---------- Supplied entries ----------

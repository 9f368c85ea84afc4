//! Unit conversion and origin-country normalization.
//!
//! Items arrive with whatever unit of measure the merchant catalog used. Before
//! packing, each dimension and weight is converted into the unit system used at
//! the shipping origin (imperial for a handful of countries, metric everywhere
//! else) and clamped up to a minimum measurable value.

use std::fmt;
use std::str::FromStr;

use serde::{Deserialize, Serialize};
use utoipa::ToSchema;

/// Smallest distance that is still measured: 1 cm.
pub const MIN_DISTANCE_CM: f64 = 1.0;
/// Smallest weight that is still measured: 0.1 kg.
pub const MIN_WEIGHT_KG: f64 = 0.1;

/// Countries shipping in inches and pounds.
const IMPERIAL_COUNTRIES: &[&str] = &["US", "LR", "MM"];

/// Countries shipping in centimetres and kilograms.
const METRIC_COUNTRIES: &[&str] = &[
    "AD", "AE", "AF", "AG", "AI", "AL", "AM", "AO", "AQ", "AR", "AS", "AT", "AU", "AW", "AX",
    "AZ", "BA", "BB", "BD", "BE", "BF", "BG", "BH", "BI", "BJ", "BL", "BM", "BN", "BO", "BQ",
    "BR", "BS", "BT", "BV", "BW", "BY", "BZ", "CA", "CC", "CD", "CF", "CG", "CH", "CI", "CK",
    "CL", "CM", "CN", "CO", "CR", "CU", "CV", "CW", "CX", "CY", "CZ", "DE", "DJ", "DK", "DM",
    "DO", "DZ", "EC", "EE", "EG", "EH", "ER", "ES", "ET", "FI", "FJ", "FK", "FM", "FO", "FR",
    "GA", "GB", "GD", "GE", "GF", "GG", "GH", "GI", "GL", "GM", "GN", "GP", "GQ", "GR", "GS",
    "GT", "GU", "GW", "GY", "HK", "HM", "HN", "HR", "HT", "HU", "ID", "IE", "IL", "IM", "IN",
    "IO", "IQ", "IR", "IS", "IT", "JE", "JM", "JO", "JP", "KE", "KG", "KH", "KI", "KM", "KN",
    "KP", "KR", "KW", "KY", "KZ", "LA", "LB", "LC", "LI", "LK", "LS", "LT", "LU", "LV", "LY",
    "MA", "MC", "MD", "ME", "MF", "MG", "MH", "MK", "ML", "MN", "MO", "MP", "MQ", "MR", "MS",
    "MT", "MU", "MV", "MW", "MX", "MY", "MZ", "NA", "NC", "NE", "NF", "NG", "NI", "NL", "NO",
    "NP", "NR", "NU", "NZ", "OM", "PA", "PE", "PF", "PG", "PH", "PK", "PL", "PM", "PN", "PR",
    "PS", "PT", "PW", "PY", "QA", "RE", "RO", "RS", "RU", "RW", "SA", "SB", "SC", "SD", "SE",
    "SG", "SH", "SI", "SJ", "SK", "SL", "SM", "SN", "SO", "SR", "SS", "ST", "SV", "SX", "SY",
    "SZ", "TC", "TD", "TF", "TG", "TH", "TJ", "TK", "TL", "TM", "TN", "TO", "TR", "TT", "TV",
    "TW", "TZ", "UA", "UG", "UM", "UY", "UZ", "VA", "VC", "VE", "VG", "VI", "VN", "VU", "WF",
    "WS", "XK", "YE", "YT", "ZA", "ZM", "ZW",
];

/// Errors raised while converting or normalizing units.
#[derive(Debug, Clone, PartialEq, thiserror::Error)]
pub enum UnitError {
    #[error("unsupported country for unit normalization: {0}")]
    UnsupportedCountry(String),
    #[error("unsupported measurement kind: {0}")]
    UnsupportedKind(String),
    #[error("unknown unit of measure: {0}")]
    UnknownUnit(String),
}

/// What is being measured.
#[derive(Clone, Copy, Debug, PartialEq, Eq, Serialize, Deserialize, ToSchema)]
#[serde(rename_all = "snake_case")]
pub enum UnitKind {
    Distance,
    Weight,
}

impl FromStr for UnitKind {
    type Err = UnitError;

    fn from_str(raw: &str) -> Result<Self, Self::Err> {
        match raw.trim().to_ascii_lowercase().as_str() {
            "distance" => Ok(UnitKind::Distance),
            "weight" => Ok(UnitKind::Weight),
            _ => Err(UnitError::UnsupportedKind(raw.to_string())),
        }
    }
}

/// The two unit systems a shipping origin can use.
#[derive(Clone, Copy, Debug, PartialEq, Eq)]
pub enum UnitSystem {
    Metric,
    Imperial,
}

impl UnitSystem {
    /// Looks up the unit system of an ISO 3166-1 alpha-2 country code.
    ///
    /// Lengths and weights of a country always share one system.
    pub fn for_country(country: &str) -> Result<Self, UnitError> {
        let code = country.trim().to_ascii_uppercase();
        if IMPERIAL_COUNTRIES.contains(&code.as_str()) {
            Ok(UnitSystem::Imperial)
        } else if METRIC_COUNTRIES.contains(&code.as_str()) {
            Ok(UnitSystem::Metric)
        } else {
            Err(UnitError::UnsupportedCountry(country.to_string()))
        }
    }

    pub fn length_unit(&self) -> LengthUnit {
        match self {
            UnitSystem::Metric => LengthUnit::Cm,
            UnitSystem::Imperial => LengthUnit::In,
        }
    }

    pub fn weight_unit(&self) -> WeightUnit {
        match self {
            UnitSystem::Metric => WeightUnit::Kg,
            UnitSystem::Imperial => WeightUnit::Lb,
        }
    }
}

/// Supported length units.
#[derive(Clone, Copy, Debug, PartialEq, Eq, Hash, Serialize, Deserialize, ToSchema)]
#[serde(rename_all = "lowercase")]
pub enum LengthUnit {
    Mm,
    Cm,
    M,
    In,
    Ft,
}

impl LengthUnit {
    /// Millimetres per unit.
    fn millimetres(&self) -> f64 {
        match self {
            LengthUnit::Mm => 1.0,
            LengthUnit::Cm => 10.0,
            LengthUnit::M => 1000.0,
            LengthUnit::In => 25.4,
            LengthUnit::Ft => 304.8,
        }
    }

    pub fn code(&self) -> &'static str {
        match self {
            LengthUnit::Mm => "mm",
            LengthUnit::Cm => "cm",
            LengthUnit::M => "m",
            LengthUnit::In => "in",
            LengthUnit::Ft => "ft",
        }
    }

    /// Converts `amount` from this unit into `target`.
    pub fn convert(&self, amount: f64, target: LengthUnit) -> f64 {
        if *self == target {
            return amount;
        }
        amount * self.millimetres() / target.millimetres()
    }
}

impl FromStr for LengthUnit {
    type Err = UnitError;

    fn from_str(raw: &str) -> Result<Self, Self::Err> {
        match raw.trim().to_ascii_lowercase().as_str() {
            "mm" => Ok(LengthUnit::Mm),
            "cm" => Ok(LengthUnit::Cm),
            "m" => Ok(LengthUnit::M),
            "in" | "inch" | "inches" => Ok(LengthUnit::In),
            "ft" | "foot" | "feet" => Ok(LengthUnit::Ft),
            _ => Err(UnitError::UnknownUnit(raw.to_string())),
        }
    }
}

impl fmt::Display for LengthUnit {
    fn fmt(&self, f: &mut fmt::Formatter<'_>) -> fmt::Result {
        f.write_str(self.code())
    }
}

/// Supported weight units.
#[derive(Clone, Copy, Debug, PartialEq, Eq, Hash, Serialize, Deserialize, ToSchema)]
#[serde(rename_all = "lowercase")]
pub enum WeightUnit {
    G,
    Kg,
    Oz,
    Lb,
}

impl WeightUnit {
    /// Grams per unit.
    fn grams(&self) -> f64 {
        match self {
            WeightUnit::G => 1.0,
            WeightUnit::Kg => 1000.0,
            WeightUnit::Oz => 28.349_523_125,
            WeightUnit::Lb => 453.592_37,
        }
    }

    pub fn code(&self) -> &'static str {
        match self {
            WeightUnit::G => "g",
            WeightUnit::Kg => "kg",
            WeightUnit::Oz => "oz",
            WeightUnit::Lb => "lb",
        }
    }

    /// Converts `amount` from this unit into `target`.
    pub fn convert(&self, amount: f64, target: WeightUnit) -> f64 {
        if *self == target {
            return amount;
        }
        amount * self.grams() / target.grams()
    }
}

impl FromStr for WeightUnit {
    type Err = UnitError;

    fn from_str(raw: &str) -> Result<Self, Self::Err> {
        match raw.trim().to_ascii_lowercase().as_str() {
            "g" => Ok(WeightUnit::G),
            "kg" => Ok(WeightUnit::Kg),
            "oz" => Ok(WeightUnit::Oz),
            "lb" | "lbs" => Ok(WeightUnit::Lb),
            _ => Err(UnitError::UnknownUnit(raw.to_string())),
        }
    }
}

impl fmt::Display for WeightUnit {
    fn fmt(&self, f: &mut fmt::Formatter<'_>) -> fmt::Result {
        f.write_str(self.code())
    }
}

/// A normalized amount together with the unit it is now expressed in.
#[derive(Clone, Debug, PartialEq, Serialize, Deserialize, ToSchema)]
pub struct Measurement {
    pub amount: f64,
    pub unit: String,
}

/// Converts a length into the origin country's unit, clamped to at least 1 cm.
pub fn normalize_length(
    amount: f64,
    from: LengthUnit,
    country: &str,
) -> Result<(f64, LengthUnit), UnitError> {
    let target = UnitSystem::for_country(country)?.length_unit();
    let floor = LengthUnit::Cm.convert(MIN_DISTANCE_CM, target);
    Ok((from.convert(amount, target).max(floor), target))
}

/// Converts a weight into the origin country's unit, clamped to at least 0.1 kg.
pub fn normalize_weight(
    amount: f64,
    from: WeightUnit,
    country: &str,
) -> Result<(f64, WeightUnit), UnitError> {
    let target = UnitSystem::for_country(country)?.weight_unit();
    let floor = WeightUnit::Kg.convert(MIN_WEIGHT_KG, target);
    Ok((from.convert(amount, target).max(floor), target))
}

/// Normalizes a raw measurement for the given origin country.
///
/// `kind` is either `"distance"` or `"weight"`; the floor is applied after the
/// conversion, in the target unit.
///
/// # Examples
/// ```
/// use ship_it_now::units::normalize;
///
/// let lb = normalize(0.2, "kg", "US", "weight").unwrap();
/// assert_eq!(lb.unit, "lb");
/// assert!((lb.amount - 0.440_924).abs() < 1e-5);
/// ```
pub fn normalize(
    amount: f64,
    from_unit: &str,
    country: &str,
    kind: &str,
) -> Result<Measurement, UnitError> {
    match kind.parse::<UnitKind>()? {
        UnitKind::Distance => {
            let from = from_unit.parse::<LengthUnit>()?;
            let (amount, unit) = normalize_length(amount, from, country)?;
            Ok(Measurement {
                amount,
                unit: unit.code().to_string(),
            })
        }
        UnitKind::Weight => {
            let from = from_unit.parse::<WeightUnit>()?;
            let (amount, unit) = normalize_weight(amount, from, country)?;
            Ok(Measurement {
                amount,
                unit: unit.code().to_string(),
            })
        }
    }
}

----------

• [What you have to do]
Check each line in the records above for the word "Debug". Return those that have it.

• [Exercise response]
#[derive(Debug, Clone, PartialEq, thiserror::Error)]
#[derive(Clone, Copy, Debug, PartialEq, Eq, Serialize, Deserialize, ToSchema)]
#[derive(Clone, Copy, Debug, PartialEq, Eq)]
#[derive(Clone, Copy, Debug, PartialEq, Eq, Hash, Serialize, Deserialize, ToSchema)]
#[derive(Clone, Copy, Debug, PartialEq, Eq, Hash, Serialize, Deserialize, ToSchema)]
#[derive(Clone, Debug, PartialEq, Serialize, Deserialize, ToSchema)]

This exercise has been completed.